Chronic obstructive pulmonary diseases (COPD) is characterized by airflow limitation, chronic inflammation and airway remodeling (AR) in airways and lung parenchyma. AR, a lung response, involves mucus production, airflow issues, and structural changes. It is exacerbated by neurogenic inflammation from activated sensory nerves, highlighting the interplay between neuronal and immune regulation in COPD. Sirtuins play a crucial role in lung remodeling, with SIRT-2 being the least studied. Present study explores how SIRT-2 regulates neurogenic inflammation and fibrosis in experimental BALB/c mice with cigarette smoke-induced COPD. Mice from each group, except the control, were exposed to CS for 60 days and AK-7 (100ug/kg and 200ug/kg) was administered intranasally. The study evaluated lung injury and inflammation marked by increased Cortisol, ACTH, COX-2 and LDH in COPD group with its attenuation by SIRT-2 inhibition.
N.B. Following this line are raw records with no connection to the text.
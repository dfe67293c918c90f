//! Handler factory and class-id dispatch
//!
//! The host asks for handlers by an opaque class id, one per registered
//! overlay category. Dispatch is an exact match against a static table and
//! touches nothing else: probing for an unrelated id must cost nothing and
//! must not wake the channel client.

use std::collections::HashMap;
use std::sync::Arc;

use once_cell::sync::Lazy;
use uuid::Uuid;

use crate::category::OverlayCategory;
use crate::error::{OverlayError, Result};
use crate::handler::OverlayHandler;

pub const CLASS_ID_OK: Uuid = Uuid::from_u128(0x1f87_0c3e_52d1_4a6b_9e0f_2b64_81c5_a7d0);
pub const CLASS_ID_OK_SHARED: Uuid = Uuid::from_u128(0x1f87_0c3e_52d1_4a6b_9e0f_2b64_81c5_a7d1);
pub const CLASS_ID_WARNING: Uuid = Uuid::from_u128(0x1f87_0c3e_52d1_4a6b_9e0f_2b64_81c5_a7d2);
pub const CLASS_ID_SYNC: Uuid = Uuid::from_u128(0x1f87_0c3e_52d1_4a6b_9e0f_2b64_81c5_a7d3);
pub const CLASS_ID_ERROR: Uuid = Uuid::from_u128(0x1f87_0c3e_52d1_4a6b_9e0f_2b64_81c5_a7d4);

/// The published class registrations in priority order
pub const REGISTERED_CLASSES: [(Uuid, OverlayCategory); 5] = [
    (CLASS_ID_OK, OverlayCategory::Ok),
    (CLASS_ID_OK_SHARED, OverlayCategory::OkShared),
    (CLASS_ID_WARNING, OverlayCategory::Warning),
    (CLASS_ID_SYNC, OverlayCategory::Sync),
    (CLASS_ID_ERROR, OverlayCategory::Error),
];

static DISPATCH: Lazy<HashMap<Uuid, OverlayCategory>> =
    Lazy::new(|| REGISTERED_CLASSES.into_iter().collect());

/// Create the handler registered under `class_id`.
///
/// Unknown ids yield [`OverlayError::ClassNotAvailable`] without
/// constructing anything; the channel client stays untouched either way.
pub fn create_handler(class_id: Uuid) -> Result<Arc<OverlayHandler>> {
    match DISPATCH.get(&class_id) {
        Some(&category) => Ok(Arc::new(OverlayHandler::new(category))),
        None => Err(OverlayError::ClassNotAvailable { class_id }),
    }
}

/// The class id registered for `category`, if any (`Unknown` has none)
pub fn class_id_for(category: OverlayCategory) -> Option<Uuid> {
    REGISTERED_CLASSES
        .iter()
        .find(|(_, c)| *c == category)
        .map(|(id, _)| *id)
}
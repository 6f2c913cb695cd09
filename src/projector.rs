//! Latest-value projection: one reading per device, the newest one.

use std::collections::HashMap;

use crate::models::{LatestReading, StoredReading};

// ---

/// Select the newest reading for every device.
///
/// A single pass keeps one slot per device and replaces it whenever a
/// candidate's `(timestamp, id)` is at least the current one, so on an exact
/// timestamp tie the later insert wins. The result is ordered by device id
/// ascending and does not depend on input order.
pub fn project(readings: &[StoredReading]) -> Vec<LatestReading> {
    // ---
    let mut best: HashMap<&str, &StoredReading> = HashMap::new();

    for reading in readings {
        best.entry(reading.device_id.as_str())
            .and_modify(|current| {
                if reading.recency_key() >= current.recency_key() {
                    *current = reading;
                }
            })
            .or_insert(reading);
    }

    let mut latest: Vec<LatestReading> = best.into_values().cloned().collect();
    latest.sort_by(|a, b| a.device_id.cmp(&b.device_id));
    latest
}

#[cfg(test)]
mod tests {
    // ---
    use super::*;
    use crate::models::fixtures::stored;

    #[test]
    fn test_empty_input() {
        assert!(project(&[]).is_empty());
    }

    #[test]
    fn test_one_per_device_at_max_timestamp() {
        // ---
        let mut rows = Vec::new();
        let mut id = 0;
        // GH001 every 10 minutes, GH002 every 7, interleaved by id
        for step in 0..12 {
            id += 1;
            rows.push(stored(id, "GH001", step * 10, 100.0 + step as f64, 6.5));
            id += 1;
            rows.push(stored(id, "GH002", step * 7, 200.0 + step as f64, 6.5));
        }

        let latest = project(&rows);
        assert_eq!(latest.len(), 2);
        assert_eq!(latest[0].device_id, "GH001");
        assert_eq!(latest[0].nitrogen, 111.0);
        assert_eq!(latest[1].device_id, "GH002");
        assert_eq!(latest[1].nitrogen, 211.0);

        rows.reverse();
        assert_eq!(project(&rows), latest);

        rows.swap(0, 13);
        rows.swap(4, 20);
        assert_eq!(project(&rows), latest);
    }

    #[test]
    fn test_timestamp_tie_larger_id_wins() {
        // ---
        let older_insert = stored(4, "GH001", 30, 150.0, 6.5);
        let newer_insert = stored(9, "GH001", 30, 175.0, 6.5);

        let forward = project(&[older_insert.clone(), newer_insert.clone()]);
        let backward = project(&[newer_insert.clone(), older_insert]);

        assert_eq!(forward, vec![newer_insert.clone()]);
        assert_eq!(backward, vec![newer_insert]);
    }

    #[test]
    fn test_later_timestamp_beats_larger_id() {
        // ---
        let late_sensor_time = stored(1, "GH003", 60, 120.0, 6.5);
        let backfilled = stored(2, "GH003", 10, 130.0, 6.5);
        let latest = project(&[late_sensor_time.clone(), backfilled]);
        assert_eq!(latest, vec![late_sensor_time]);
    }

    #[test]
    fn test_ordered_by_device_id() {
        // ---
        let rows = vec![
            stored(1, "GH010", 0, 100.0, 6.5),
            stored(2, "GH002", 0, 100.0, 6.5),
            stored(3, "GH001", 0, 100.0, 6.5),
        ];
        let ids: Vec<String> = project(&rows).into_iter().map(|r| r.device_id).collect();
        assert_eq!(ids, vec!["GH001", "GH002", "GH010"]);
    }
}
Additionally, CS exposure exhibited neurogenic inflammation represented by activated TPRV1 and TRPM8, elevated neuromediators levels (dopamine, acetylcholine, substance P, serotonin) and their respective receptors which were mitigated by AK-7. CS exposure enhanced fibrosis by targeting the fibrotic cascade, enhancing MMP-9, total collagen, hydroxyproline, and upregulating αSMA, MUC5AC, TGF-β, PKA, GATA-3, FOXO3, and STAT-6. SIRT-2 inhibition effectively reversed all these factors suppressing fibrosis further supported by downregulated SIRT-2 expression and histopathological studies where collagen deposition and mucus production were also attenuated by AK-7. Molecular docking revealed strong binding affinity of certain protein such as COX-2, D5DR and 5HT with AK-7. Overall, targeting SIRT-2 to modulate neuro-immune interplay presents a promising therapeutic approach for addressing AR in COPD. © 2024 Elsevier Inc.